Hatchery technology for H. gammarus has been established in the UK for decades and has received very significant national and EU financial support. In contrast, minimal funding has been expended on developing P. elephas hatchery techniques, despite the potential commercial value and former important ecological status of this species.

Plate 4: P. elephas in its phyllosoma stage, prior to settlement

© David Fletcher

In 2012, RAS Aquaculture Research Ltd (RASAR) established a pilot R&D project to assess the not insignificant challenge of developing culture techniques for P. elephas. With over two decades of experience in identifying operational issues of commercial-scale RAS farms, and success with closing the larval cycles of other high-value crustacean species with extended planktonic cycles, RASAR was well placed to meet this challenge. In 2013, with grant support from the Wales Government and European Fisheries Fund (EFF), RASAR established Seiont Research Ltd and designed a purpose-built water-treatment system that enabled flexibility and precise control over key water-quality parameters. Following completion of the EFF funding in 2015 continued development work has been financed by RASAR.

P. elephas females generally commence egg hatching in January to February with each animal delivering between 50,000 and 250,000 larvae, or phyllosoma, according to female size (Galhardo et al., 2006). The phyllosoma are positively phototactic (ie, will move through the water in response to light) and good-quality phyllosoma will concentrate at the water surface for several days. They are almost totally transparent and undergo several moults until the juvenile is secured. The phyllosoma carapace has numerous delicate setae which are ideal for attracting fouling bacterial colonies which can inhibit subsequent moults. The phyllosoma are also especially susceptible to vibrio infestation of the gut which can readily cause total collapse of the culture.

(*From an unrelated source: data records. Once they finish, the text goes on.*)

//! Human-assigned version tags and their total order.
//!
//! A tag is an optional, trimmed string. Blank input is the same as no tag,
//! and "no tag" sorts below every present tag. Two present tags compare as
//! dotted-numeric versions with an optional qualifier, so
//! `1.2.3 < 1.2.4 < 1.10.0` and `1.2.3.4-SNAPSHOT < 1.2.3.4`.
//!
//! The order is consistent with equality: [`compare`] returns
//! [`Ordering::Equal`] only for identical normalized strings. Tags that are
//! equivalent as versions (`1.0` and `1`) fall back to comparing the raw
//! strings, which keeps exact-match lookups and ordering in agreement.

use std::cmp::Ordering;
use std::fmt;
use std::str::FromStr;

use serde::{Deserialize, Serialize};

/// An optional version tag attached to a deployed definition.
#[derive(Debug, Clone, Default, PartialEq, Eq, Hash, Serialize, Deserialize)]
#[serde(from = "Option<String>", into = "Option<String>")]
pub struct VersionTag(Option<String>);

impl VersionTag {
    /// Build a tag from raw text. Whitespace-only text yields an absent tag.
    pub fn new(raw: impl AsRef<str>) -> Self {
        let trimmed = raw.as_ref().trim();
        if trimmed.is_empty() {
            Self(None)
        } else {
            Self(Some(trimmed.to_owned()))
        }
    }

    /// The absent tag.
    #[must_use]
    pub const fn absent() -> Self {
        Self(None)
    }

    /// The normalized tag text, or `None` when absent.
    #[must_use]
    pub fn as_str(&self) -> Option<&str> {
        self.0.as_deref()
    }

    /// Whether no tag is present.
    #[must_use]
    pub const fn is_absent(&self) -> bool {
        self.0.is_none()
    }
}

impl From<Option<String>> for VersionTag {
    fn from(value: Option<String>) -> Self {
        value.map_or_else(Self::absent, Self::new)
    }
}

impl From<Option<&str>> for VersionTag {
    fn from(value: Option<&str>) -> Self {
        value.map_or_else(Self::absent, Self::new)
    }
}

impl From<&str> for VersionTag {
    fn from(value: &str) -> Self {
        Self::new(value)
    }
}

impl From<VersionTag> for Option<String> {
    fn from(tag: VersionTag) -> Self {
        tag.0
    }
}

impl FromStr for VersionTag {
    type Err = std::convert::Infallible;

    fn from_str(s: &str) -> Result<Self, Self::Err> {
        Ok(Self::new(s))
    }
}

impl fmt::Display for VersionTag {
    fn fmt(&self, f: &mut fmt::Formatter<'_>) -> fmt::Result {
        match &self.0 {
            Some(tag) => f.write_str(tag),
            None => f.write_str("<untagged>"),
        }
    }
}

impl Ord for VersionTag {
    fn cmp(&self, other: &Self) -> Ordering {
        compare(self.as_str(), other.as_str())
    }
}

impl PartialOrd for VersionTag {
    fn partial_cmp(&self, other: &Self) -> Option<Ordering> {
        Some(self.cmp(other))
    }
}

/// Compare two raw tags after trim-to-absent normalization.
///
/// Absent sorts first. Present tags compare by release segments, then by
/// qualifier rank, then by the raw text.
pub fn compare(a: Option<&str>, b: Option<&str>) -> Ordering {
    let a = a.map(str::trim).filter(|s| !s.is_empty());
    let b = b.map(str::trim).filter(|s| !s.is_empty());
    match (a, b) {
        (None, None) => Ordering::Equal,
        (None, Some(_)) => Ordering::Less,
        (Some(_), None) => Ordering::Greater,
        (Some(a), Some(b)) if a == b => Ordering::Equal,
        (Some(a), Some(b)) => {
            let (left, right) = (ParsedTag::parse(a), ParsedTag::parse(b));
            compare_release(&left.release, &right.release)
                .then_with(|| left.qualifier.cmp(&right.qualifier))
                .then_with(|| a.cmp(b))
        }
    }
}

struct ParsedTag<'a> {
    release: Vec<Segment<'a>>,
    qualifier: Qualifier,
}

impl<'a> ParsedTag<'a> {
    fn parse(tag: &'a str) -> Self {
        let (release, qualifier) = match tag.split_once('-') {
            Some((release, qualifier)) => (release, Some(qualifier)),
            None => (tag, None),
        };
        Self {
            release: release.split('.').map(Segment::parse).collect(),
            qualifier: Qualifier::parse(qualifier),
        }
    }
}

/// One `.`-separated piece of the release part.
#[derive(Debug, Clone, Copy)]
enum Segment<'a> {
    /// Digits with leading zeros stripped (`"0"` becomes `""`).
    Number(&'a str),
    Text(&'a str),
}

const ZERO: Segment<'static> = Segment::Number("");

impl<'a> Segment<'a> {
    fn parse(raw: &'a str) -> Self {
        if !raw.is_empty() && raw.bytes().all(|b| b.is_ascii_digit()) {
            Segment::Number(raw.trim_start_matches('0'))
        } else {
            Segment::Text(raw)
        }
    }
}

fn compare_segment(a: Segment<'_>, b: Segment<'_>) -> Ordering {
    match (a, b) {
        // Arbitrary-length numbers: more digits is larger, then digit order.
        (Segment::Number(a), Segment::Number(b)) => a.len().cmp(&b.len()).then_with(|| a.cmp(b)),
        (Segment::Number(_), Segment::Text(_)) => Ordering::Greater,
        (Segment::Text(_), Segment::Number(_)) => Ordering::Less,
        (Segment::Text(a), Segment::Text(b)) => cmp_ignore_case(a, b),
    }
}

/// Missing trailing segments count as zero, so `1.2` and `1.2.0` are peers.
fn compare_release(a: &[Segment<'_>], b: &[Segment<'_>]) -> Ordering {
    let len = a.len().max(b.len());
    (0..len)
        .map(|i| {
            let left = a.get(i).copied().unwrap_or(ZERO);
            let right = b.get(i).copied().unwrap_or(ZERO);
            compare_segment(left, right)
        })
        .find(|ord| ord.is_ne())
        .unwrap_or(Ordering::Equal)
}

fn cmp_ignore_case(a: &str, b: &str) -> Ordering {
    a.bytes()
        .map(|c| c.to_ascii_lowercase())
        .cmp(b.bytes().map(|c| c.to_ascii_lowercase()))
}

/// Qualifier after the first `-`, ordered by rank and then text.
#[derive(Debug, PartialEq, Eq, PartialOrd, Ord)]
struct Qualifier {
    rank: u8,
    text: String,
}

impl Qualifier {
    const RELEASE_RANK: u8 = 5;

    fn parse(raw: Option<&str>) -> Self {
        let text = raw.unwrap_or_default().to_ascii_lowercase();
        let rank = match text.as_str() {
            "alpha" | "a" => 0,
            "beta" | "b" => 1,
            "milestone" | "m" => 2,
            "rc" | "cr" => 3,
            "snapshot" => 4,
            "" | "ga" | "final" | "release" => Self::RELEASE_RANK,
            "sp" => 6,
            _ => 7,
        };
        Self { rank, text }
    }
}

During each successive season RASAR has improved culture techniques such that during the 2018 season all planktonic P. elephas phyllosoma stages (Plate 4) were produced, leaving just the final puerulus and juvenile stage to be secured. The project has identified a wealth of biological and reproductive data about P. elephas and has identified the optimal water-quality parameters and required water hydrodynamics in the phyllosoma culture tanks. Manipulation of the egg-hatching season is possible, and an approach to in-house production of viable fertilised eggs from captive broodstock has been developed which would enable future strain selection. The complex and protracted phyllosoma cycle of eight to nine months in the wild has been significantly reduced under laboratory conditions; a prototype artificial larval feed, attractive to the phyllosoma, is in early stages of development; and the very high mortality reported for P. elephas larvae during the early stages I to IV (Kittaka et al., 2001) has been resolved without recourse to antibiotics at any point in the larval cycle. This research is already contributing to improved understanding of wild P. elephas population recruitment in UK waters (Whomersley et al., 2018).

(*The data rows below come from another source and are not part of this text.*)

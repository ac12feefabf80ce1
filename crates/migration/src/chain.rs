//! Walks one instance along the registered migration graph.

use std::sync::Arc;

use tagline_core::{Definition, DefinitionId, InstanceId, RunningInstance, VersionTag};
use tagline_ports::{DefinitionStore, InstanceStore};

use crate::action::MigrationContext;
use crate::descriptor::MigrationDescriptor;
use crate::error::MigrationError;

/// One applied migration step.
#[derive(Debug, Clone, PartialEq, Eq)]
pub struct AppliedHop {
    /// Definition the instance left.
    pub source: DefinitionId,
    /// Its tag.
    pub source_tag: VersionTag,
    /// Definition the instance moved to.
    pub target: DefinitionId,
    /// Its tag.
    pub target_tag: VersionTag,
}

/// A chain that ran to completion.
#[derive(Debug, Clone, PartialEq, Eq)]
pub struct ChainOutcome {
    /// The migrated instance.
    pub instance_id: InstanceId,
    /// Hops applied, in order. Empty when nothing applied.
    pub hops: Vec<AppliedHop>,
    /// Definition the instance ends on.
    pub final_definition: DefinitionId,
}

/// A chain that stopped on an error.
///
/// Hops completed before the error stay applied.
#[derive(Debug)]
pub struct ChainError {
    /// The instance.
    pub instance_id: InstanceId,
    /// Hops applied before the failure.
    pub completed_hops: Vec<AppliedHop>,
    /// What stopped the chain.
    pub error: MigrationError,
}

/// Runs migration chains for single instances.
#[derive(Clone)]
pub struct MigrationChainExecutor {
    definitions: Arc<dyn DefinitionStore>,
    instances: Arc<dyn InstanceStore>,
}

impl MigrationChainExecutor {
    /// Create an executor over the given stores.
    pub fn new(definitions: Arc<dyn DefinitionStore>, instances: Arc<dyn InstanceStore>) -> Self {
        Self {
            definitions,
            instances,
        }
    }

    /// Migrate `instance` as far as `candidates` reach.
    ///
    /// Each round picks the candidate whose source tag equals the current
    /// definition's tag, resolves the latest definition carrying its target
    /// tag and applies the action. The walk ends when no candidate matches.
    /// It never takes more hops than there are candidates.
    pub async fn run(
        &self,
        instance: &RunningInstance,
        candidates: &[MigrationDescriptor],
    ) -> Result<ChainOutcome, ChainError> {
        let mut hops = Vec::new();
        match self.walk(instance, candidates, &mut hops).await {
            Ok(final_definition) => Ok(ChainOutcome {
                instance_id: instance.id,
                hops,
                final_definition,
            }),
            Err(error) => Err(ChainError {
                instance_id: instance.id,
                completed_hops: hops,
                error,
            }),
        }
    }

    async fn walk(
        &self,
        instance: &RunningInstance,
        candidates: &[MigrationDescriptor],
        hops: &mut Vec<AppliedHop>,
    ) -> Result<DefinitionId, MigrationError> {
        let mut current: Definition = self
            .definitions
            .get(instance.definition_id)
            .await?
            .ok_or(MigrationError::DefinitionNotFound {
                instance: instance.id,
                definition: instance.definition_id,
            })?;
        let instance_ids = [instance.id];

        while let Some(descriptor) = candidates
            .iter()
            .find(|d| *d.key() == current.key && *d.source_tag() == current.version_tag)
        {
            if hops.len() >= candidates.len() {
                return Err(MigrationError::ChainTooLong {
                    instance: instance.id,
                    limit: candidates.len(),
                });
            }

            let target = self
                .definitions
                .latest_by_tag(&current.key, descriptor.target_tag())
                .await?
                .ok_or_else(|| MigrationError::TargetDefinitionMissing {
                    key: current.key.clone(),
                    tag: descriptor.target_tag().clone(),
                })?;

            tracing::debug!(
                instance = %instance.id,
                migration = %descriptor,
                source = %current.id,
                target = %target.id,
                "applying migration"
            );
            let ctx = MigrationContext {
                definitions: self.definitions.as_ref(),
                instances: self.instances.as_ref(),
                source: &current,
                target: &target,
                instance_ids: &instance_ids,
            };
            descriptor
                .action()
                .apply(&ctx)
                .await
                .map_err(|cause| MigrationError::ActionFailed {
                    key: current.key.clone(),
                    source_tag: current.version_tag.clone(),
                    target_tag: target.version_tag.clone(),
                    cause,
                })?;

            hops.push(AppliedHop {
                source: current.id,
                source_tag: current.version_tag.clone(),
                target: target.id,
                target_tag: target.version_tag.clone(),
            });
            current = target;
        }

        Ok(current.id)
    }
}

impl std::fmt::Debug for MigrationChainExecutor {
    fn fmt(&self, f: &mut std::fmt::Formatter<'_>) -> std::fmt::Result {
        f.debug_struct("MigrationChainExecutor").finish_non_exhaustive()
    }
}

Further research is now required particularly to improve tank design for phyllosoma culture and enhance feed quality to overcome the final barriers to large scale juvenile production. Trials relating feed quality to the nutrient profile and performance of the phyllosoma have been expanded in 2018 in cooperation with the University of Highlands and Islands. This work is providing direction into appropriate diet formulations most suited to phyllosoma growth and survival to improve their transition to the resting puerulus stage and finally the juvenile lobster.

The culture of P. elephas is feasible but it must also be profitable at a commercial scale. Considering global demand for spiny lobsters amid declining global production, their commercial and ecological value, and the status of the wild P. elephas fishery in Europe further research into farmed production of this iconic species is warranted.